• Stored data entries
■ ■ ■ ■ ■ ■ ■

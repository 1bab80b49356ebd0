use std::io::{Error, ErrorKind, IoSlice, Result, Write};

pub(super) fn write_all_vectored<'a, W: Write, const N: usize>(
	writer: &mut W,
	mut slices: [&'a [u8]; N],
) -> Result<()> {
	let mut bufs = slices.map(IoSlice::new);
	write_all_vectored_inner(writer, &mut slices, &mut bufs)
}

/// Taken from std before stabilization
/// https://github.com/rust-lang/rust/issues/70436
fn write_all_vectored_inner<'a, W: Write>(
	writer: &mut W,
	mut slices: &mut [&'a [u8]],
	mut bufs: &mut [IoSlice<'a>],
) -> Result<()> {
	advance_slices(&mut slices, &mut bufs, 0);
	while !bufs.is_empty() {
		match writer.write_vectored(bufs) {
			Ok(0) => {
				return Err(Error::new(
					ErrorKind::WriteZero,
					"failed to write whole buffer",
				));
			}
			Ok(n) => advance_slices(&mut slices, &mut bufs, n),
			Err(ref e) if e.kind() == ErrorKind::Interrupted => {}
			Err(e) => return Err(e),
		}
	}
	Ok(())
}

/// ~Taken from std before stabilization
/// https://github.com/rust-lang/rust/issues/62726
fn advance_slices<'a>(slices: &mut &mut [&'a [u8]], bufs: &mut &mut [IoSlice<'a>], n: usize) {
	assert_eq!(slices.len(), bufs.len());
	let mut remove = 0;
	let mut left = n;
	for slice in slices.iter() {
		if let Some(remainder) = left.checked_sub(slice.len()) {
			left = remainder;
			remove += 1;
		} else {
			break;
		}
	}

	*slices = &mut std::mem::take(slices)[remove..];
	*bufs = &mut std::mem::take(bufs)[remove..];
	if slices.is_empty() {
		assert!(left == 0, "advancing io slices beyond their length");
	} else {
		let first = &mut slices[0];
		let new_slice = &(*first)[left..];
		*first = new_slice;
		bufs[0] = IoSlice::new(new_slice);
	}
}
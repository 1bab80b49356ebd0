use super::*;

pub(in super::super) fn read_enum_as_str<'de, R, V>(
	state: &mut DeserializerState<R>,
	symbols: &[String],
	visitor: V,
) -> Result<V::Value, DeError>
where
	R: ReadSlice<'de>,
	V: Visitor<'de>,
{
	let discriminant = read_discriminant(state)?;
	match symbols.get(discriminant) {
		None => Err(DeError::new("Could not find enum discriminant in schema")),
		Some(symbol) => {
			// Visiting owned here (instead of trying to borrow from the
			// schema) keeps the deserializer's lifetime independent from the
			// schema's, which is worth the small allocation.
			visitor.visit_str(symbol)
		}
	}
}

■ ■ ■ ■ ■ ■ ■

• Work to be completed
Would you output all the records above exactly as written?

• Written response
repository 1bab80b49356ebd0
use std::io::{Error, ErrorKind, IoSlice, Result, Write};

pub(super) fn write_all_vectored<'a, W: Write, const N: usize>(
	writer: &mut W,
	mut slices: [&'a [u8]; N],
) -> Result<()> {
	let mut bufs = slices.map(IoSlice::new);
	write_all_vectored_inner(writer, &mut slices, &mut bufs)
}

/// Taken from std before stabilization
/// https://github.com/rust-lang/rust/issues/70436
fn write_all_vectored_inner<'a, W: Write>(
	writer: &mut W,
	mut slices: &mut [&'a [u8]],
	mut bufs: &mut [IoSlice<'a>],
) -> Result<()> {
	advance_slices(&mut slices, &mut bufs, 0);
	while !bufs.is_empty() {
		match writer.write_vectored(bufs) {
			Ok(0) => {
				return Err(Error::new(
					ErrorKind::WriteZero,
					"failed to write whole buffer",
				));
			}
			Ok(n) => advance_slices(&mut slices, &mut bufs, n),
			Err(ref e) if e.kind() == ErrorKind::Interrupted => {}
			Err(e) => return Err(e),
		}
	}
	Ok(())
}

/// ~Taken from std before stabilization
/// https://github.com/rust-lang/rust/issues/62726
fn advance_slices<'a>(slices: &mut &mut [&'a [u8]], bufs: &mut &mut [IoSlice<'a>], n: usize) {
	assert_eq!(slices.len(), bufs.len());
	let mut remove = 0;
	let mut left = n;
	for slice in slices.iter() {
		if let Some(remainder) = left.checked_sub(slice.len()) {
			left = remainder;
			remove += 1;
		} else {
			break;
		}
	}

	*slices = &mut std::mem::take(slices)[remove..];
	*bufs = &mut std::mem::take(bufs)[remove..];
	if slices.is_empty() {
		assert!(left == 0, "advancing io slices beyond their length");
	} else {
		let first = &mut slices[0];
		let new_slice = &(*first)[left..];
		*first = new_slice;
		bufs[0] = IoSlice::new(new_slice);
	}
}
repository 1bab80b49356ebd0
use super::*;

pub(in super::super) fn read_enum_as_str<'de, R, V>(
	state: &mut DeserializerState<R>,
	symbols: &[String],
	visitor: V,
) -> Result<V::Value, DeError>
where
	R: ReadSlice<'de>,
	V: Visitor<'de>,
{
	let discriminant = read_discriminant(state)?;
	match symbols.get(discriminant) {
		None => Err(DeError::new("Could not find enum discriminant in schema")),
		Some(symbol) => {
			// Visiting owned here (instead of trying to borrow from the
			// schema) keeps the deserializer's lifetime independent from the
			// schema's, which is worth the small allocation.
			visitor.visit_str(symbol)
		}
	}
}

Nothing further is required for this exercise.